In a statistical report about illegal shark killings, about 100 million of these majestic marine animals are killed each year. The study was compiled by the Dalhousie University in Halifax, Canada led by Boris Worm. In his study, it reveals an alarming rate of 6.4 to 7.9 percent of all shark species being killed annually. The report is indeed alarming because it is a number that will lead to the full extinction of sharks if no proper actions will be done to stop the killings.
To explain this number, experts say that in order to remain the shark’s population stable, about 4.9 percent of sharks are only allowed to be killed. The research shows that the percentage of illegal killings is enough to threaten the entire shark specie. Some of the threatened species include oceanic white tip, porbeagle, and species of hammerhead sharks. In addition to these ugly reality, sharks take time to mature thus they take time to breed and produce young threatening their population even more.
The study also showed that shark finning is still the number one culprit of their decline. Shark soups and other shark fin related delicacies are still in demand all over the globe especially in Asia. In fact, it is more in demand than other high class delicacies like caviar. A shark fin soup can fetch up to $100 a bowl.
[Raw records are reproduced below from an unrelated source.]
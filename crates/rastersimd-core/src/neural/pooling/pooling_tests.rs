//! Tests for max pooling.

use super::*;
use crate::testing::{random_f32, TestImage};

fn random_raster(width: usize, height: usize, offset: usize, seed: u64) -> TestImage<f32> {
    let data = random_f32(width * height, seed, -10.0, 10.0);
    TestImage::from_slice(width, height, offset, &data)
}

const SIZES: [(usize, usize); 7] = [(2, 2), (3, 3), (4, 5), (7, 2), (9, 9), (17, 6), (33, 4)];

#[test]
fn test_1x1_max_3x3_matches_scalar() {
    for (width, height) in SIZES.into_iter().chain([(1, 1), (1, 4), (5, 1)]) {
        for offset in [0, 1] {
            let src = random_raster(width, height, offset, (width * 31 + height) as u64);
            let mut actual = TestImage::<f32>::new(width, height, offset);
            let mut expected = TestImage::<f32>::new(width, height, 0);
            pooling_1x1_max_3x3(&src.view(), &mut actual.view_mut());
            scalar::pooling_1x1_max_3x3(&src.view(), &mut expected.view_mut());
            assert_eq!(actual.pixels(), expected.pixels(), "{width}x{height} offset {offset}");
        }
    }
}

#[test]
fn test_2x2_max_2x2_matches_scalar() {
    for (width, height) in SIZES.into_iter().chain([(1, 1), (1, 3), (3, 1)]) {
        for offset in [0, 1] {
            let src = random_raster(width, height, offset, (width * 17 + height) as u64);
            let (w, h) = (width.div_ceil(2), height.div_ceil(2));
            let mut actual = TestImage::<f32>::new(w, h, offset);
            let mut expected = TestImage::<f32>::new(w, h, 0);
            pooling_2x2_max_2x2(&src.view(), &mut actual.view_mut());
            scalar::pooling_2x2_max_2x2(&src.view(), &mut expected.view_mut());
            assert_eq!(actual.pixels(), expected.pixels(), "{width}x{height} offset {offset}");
        }
    }
}

#[test]
fn test_2x2_max_3x3_matches_scalar() {
    for (width, height) in SIZES {
        for offset in [0, 1] {
            let src = random_raster(width, height, offset, (width * 13 + height) as u64);
            let (w, h) = (width / 2, height / 2);
            let mut actual = TestImage::<f32>::new(w, h, offset);
            let mut expected = TestImage::<f32>::new(w, h, 0);
            pooling_2x2_max_3x3(&src.view(), &mut actual.view_mut());
            scalar::pooling_2x2_max_3x3(&src.view(), &mut expected.view_mut());
            assert_eq!(actual.pixels(), expected.pixels(), "{width}x{height} offset {offset}");
        }
    }
}

#[test]
fn test_1x1_max_3x3_clips_at_borders() {
    // 1 2 3
    // 4 5 6
    let src = TestImage::from_slice(3, 2, 0, &[1.0f32, 2.0, 3.0, 4.0, 5.0, 6.0]);
    let mut dst = TestImage::<f32>::new(3, 2, 0);
    pooling_1x1_max_3x3(&src.view(), &mut dst.view_mut());
    assert_eq!(dst.pixels(), vec![5.0, 6.0, 6.0, 5.0, 6.0, 6.0]);
}

#[test]
fn test_2x2_max_2x2_odd_edges() {
    // 1 9 2
    // 3 4 8
    // 7 0 5
    let src = TestImage::from_slice(3, 3, 0, &[1.0f32, 9.0, 2.0, 3.0, 4.0, 8.0, 7.0, 0.0, 5.0]);
    let mut dst = TestImage::<f32>::new(2, 2, 0);
    pooling_2x2_max_2x2(&src.view(), &mut dst.view_mut());
    assert_eq!(dst.pixels(), vec![9.0, 8.0, 7.0, 5.0]);
}

#[test]
fn test_2x2_max_3x3_overlapping_windows() {
    // Values increase left to right and top to bottom, so each window's
    // maximum sits at its clipped bottom-right corner.
    let (width, height) = (6, 5);
    let src = TestImage::from_fn(width, height, 0, |x, y| (y * width + x) as f32);
    let mut dst = TestImage::<f32>::new(3, 2, 0);
    pooling_2x2_max_3x3(&src.view(), &mut dst.view_mut());
    assert_eq!(dst.pixels(), vec![14.0, 16.0, 17.0, 26.0, 28.0, 29.0]);
}

#[test]
fn test_negative_values_survive() {
    let src = TestImage::from_fn(9, 4, 1, |_, _| -3.5f32);
    let mut dst = TestImage::<f32>::new(5, 2, 0);
    pooling_2x2_max_2x2(&src.view(), &mut dst.view_mut());
    assert!(dst.pixels().iter().all(|&v| v == -3.5));
}

#[test]
#[should_panic(expected = "needs a 2x2 output")]
fn test_wrong_output_size_panics() {
    let src = TestImage::<f32>::new(4, 5, 0);
    let mut dst = TestImage::<f32>::new(2, 3, 0);
    pooling_2x2_max_3x3(&src.view(), &mut dst.view_mut());
}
If you want to know more about what shark finning really is and how we can stop it, I wrote an article about it here.
In addition to finning, sharks are also one of the marine animals targeted in sport fishing. Although there are species of sharks which are allowed to be caught, the rate is still very alarming and is believed to cause an imbalance in the marine environment if it no actions will be taken to preserve the species.
Boris Worm added that the 100 million sharks killed annually is a conservative estimate, his team believes that the number could reach up to 273 million. Even with the number conservative approach, Boris still believes that the number could really damage the shark specie and the ecosystem.
Currently, there are countries which have banned the harvest of sharks as well as halting known shark delicacies to preserve the specie. The Conference on International Trade of Endangered Species (CITES) held last year in Bangkok, Thailand, began with a meeting which addressed the calls to combat overfishing and other wildlife crime. One of their agenda tackled the excessive fishing of sharks which experts believe could endanger the balance of marine life. Delegates are looking to upgrade the regulations to place Oceanic whitetip, hammerhead, and Portbeagle under Appendix II of CITES. The Appendix II lists down species which are not totally threatened with extinction but will become so if control in trade is unavailable. The meeting ended with 92 votes upgrading Oceanic whitetip to Appendix II of CITES.